* **Instructions to follow**
Please take the lines from the one holding "by those deletions" through the one holding "Duration, skipped: bool)" in the data below and copy them exactly.

* **Exercise inputs**
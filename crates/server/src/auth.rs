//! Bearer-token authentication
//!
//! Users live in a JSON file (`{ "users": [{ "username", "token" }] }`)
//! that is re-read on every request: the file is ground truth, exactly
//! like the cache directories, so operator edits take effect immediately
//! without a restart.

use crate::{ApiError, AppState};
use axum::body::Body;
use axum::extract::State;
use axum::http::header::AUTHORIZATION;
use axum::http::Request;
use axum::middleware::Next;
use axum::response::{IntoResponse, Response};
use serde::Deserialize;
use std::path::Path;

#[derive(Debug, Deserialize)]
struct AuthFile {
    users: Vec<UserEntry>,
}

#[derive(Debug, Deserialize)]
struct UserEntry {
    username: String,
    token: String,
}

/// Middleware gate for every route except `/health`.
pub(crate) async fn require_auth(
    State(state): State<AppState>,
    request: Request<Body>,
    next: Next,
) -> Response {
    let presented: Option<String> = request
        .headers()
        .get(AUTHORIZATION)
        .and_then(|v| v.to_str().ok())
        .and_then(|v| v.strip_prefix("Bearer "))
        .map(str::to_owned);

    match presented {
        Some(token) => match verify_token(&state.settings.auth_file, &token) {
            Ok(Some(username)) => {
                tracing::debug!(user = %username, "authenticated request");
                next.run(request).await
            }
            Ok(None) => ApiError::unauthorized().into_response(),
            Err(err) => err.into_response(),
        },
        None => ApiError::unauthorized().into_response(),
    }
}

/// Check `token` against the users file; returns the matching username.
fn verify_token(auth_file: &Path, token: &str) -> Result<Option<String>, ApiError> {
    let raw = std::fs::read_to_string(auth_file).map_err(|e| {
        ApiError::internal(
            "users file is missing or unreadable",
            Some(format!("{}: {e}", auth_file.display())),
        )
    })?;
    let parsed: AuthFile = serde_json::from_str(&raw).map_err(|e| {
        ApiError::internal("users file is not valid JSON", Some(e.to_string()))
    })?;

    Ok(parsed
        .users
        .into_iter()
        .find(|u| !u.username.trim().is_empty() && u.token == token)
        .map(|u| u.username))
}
==
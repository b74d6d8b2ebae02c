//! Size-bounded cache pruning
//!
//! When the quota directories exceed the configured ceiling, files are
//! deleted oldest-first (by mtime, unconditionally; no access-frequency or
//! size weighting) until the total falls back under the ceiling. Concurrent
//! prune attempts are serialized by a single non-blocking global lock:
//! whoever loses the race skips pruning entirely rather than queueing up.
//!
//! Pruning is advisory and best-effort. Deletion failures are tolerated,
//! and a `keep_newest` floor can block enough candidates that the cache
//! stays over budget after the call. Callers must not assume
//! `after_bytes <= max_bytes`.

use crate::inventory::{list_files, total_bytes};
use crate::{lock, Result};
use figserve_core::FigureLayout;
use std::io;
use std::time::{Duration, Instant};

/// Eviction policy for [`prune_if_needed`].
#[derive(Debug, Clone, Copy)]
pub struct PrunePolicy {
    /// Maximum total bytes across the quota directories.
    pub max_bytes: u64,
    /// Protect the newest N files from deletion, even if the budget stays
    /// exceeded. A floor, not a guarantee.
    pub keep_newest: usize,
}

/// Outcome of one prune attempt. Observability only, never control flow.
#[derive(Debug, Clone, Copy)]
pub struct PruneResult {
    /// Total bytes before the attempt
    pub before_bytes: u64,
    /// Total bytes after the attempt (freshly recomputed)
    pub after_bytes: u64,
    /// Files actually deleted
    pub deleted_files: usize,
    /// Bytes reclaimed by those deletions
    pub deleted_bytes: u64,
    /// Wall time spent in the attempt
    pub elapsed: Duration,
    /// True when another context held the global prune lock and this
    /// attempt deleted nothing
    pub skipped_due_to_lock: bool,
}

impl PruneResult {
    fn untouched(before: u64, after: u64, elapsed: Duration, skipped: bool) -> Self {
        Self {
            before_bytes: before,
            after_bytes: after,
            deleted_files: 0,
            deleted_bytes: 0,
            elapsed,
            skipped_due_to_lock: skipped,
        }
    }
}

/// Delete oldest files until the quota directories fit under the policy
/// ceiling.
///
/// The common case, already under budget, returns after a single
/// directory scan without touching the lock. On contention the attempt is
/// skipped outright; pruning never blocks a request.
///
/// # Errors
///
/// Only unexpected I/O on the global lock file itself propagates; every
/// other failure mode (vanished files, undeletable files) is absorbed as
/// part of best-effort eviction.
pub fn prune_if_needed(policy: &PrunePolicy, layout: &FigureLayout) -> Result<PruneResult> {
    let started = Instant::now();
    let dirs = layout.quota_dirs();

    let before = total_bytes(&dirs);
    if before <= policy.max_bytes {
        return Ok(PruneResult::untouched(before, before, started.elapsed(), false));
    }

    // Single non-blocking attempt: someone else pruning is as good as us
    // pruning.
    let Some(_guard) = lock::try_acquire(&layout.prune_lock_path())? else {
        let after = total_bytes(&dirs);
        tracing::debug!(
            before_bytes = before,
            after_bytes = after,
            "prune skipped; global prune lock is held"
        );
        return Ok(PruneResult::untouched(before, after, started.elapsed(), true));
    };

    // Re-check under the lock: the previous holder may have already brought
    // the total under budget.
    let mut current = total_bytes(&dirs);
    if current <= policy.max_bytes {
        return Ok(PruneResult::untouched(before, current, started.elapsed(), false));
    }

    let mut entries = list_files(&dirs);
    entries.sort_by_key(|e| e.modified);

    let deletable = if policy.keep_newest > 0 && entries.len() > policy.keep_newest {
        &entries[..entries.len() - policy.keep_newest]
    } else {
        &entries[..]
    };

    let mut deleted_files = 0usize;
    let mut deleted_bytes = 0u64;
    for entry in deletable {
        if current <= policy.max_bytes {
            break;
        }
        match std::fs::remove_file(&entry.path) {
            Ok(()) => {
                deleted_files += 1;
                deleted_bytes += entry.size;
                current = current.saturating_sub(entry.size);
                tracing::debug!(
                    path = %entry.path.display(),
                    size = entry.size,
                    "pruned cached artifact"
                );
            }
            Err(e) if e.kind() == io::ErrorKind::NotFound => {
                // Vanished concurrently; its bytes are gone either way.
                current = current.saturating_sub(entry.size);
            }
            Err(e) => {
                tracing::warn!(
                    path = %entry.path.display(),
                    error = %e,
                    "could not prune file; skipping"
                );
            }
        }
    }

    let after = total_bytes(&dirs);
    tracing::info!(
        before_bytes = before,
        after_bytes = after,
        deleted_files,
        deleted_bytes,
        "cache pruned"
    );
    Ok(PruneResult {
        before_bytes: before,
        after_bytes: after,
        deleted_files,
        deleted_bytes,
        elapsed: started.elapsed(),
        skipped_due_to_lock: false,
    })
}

* **Solution for this problem**
    /// Bytes reclaimed by those deletions
    pub deleted_bytes: u64,
    /// Wall time spent in the attempt
    pub elapsed: Duration,
    /// True when another context held the global prune lock and this
    /// attempt deleted nothing
    pub skipped_due_to_lock: bool,
}

impl PruneResult {
    fn untouched(before: u64, after: u64, elapsed: Duration, skipped: bool) -> Self {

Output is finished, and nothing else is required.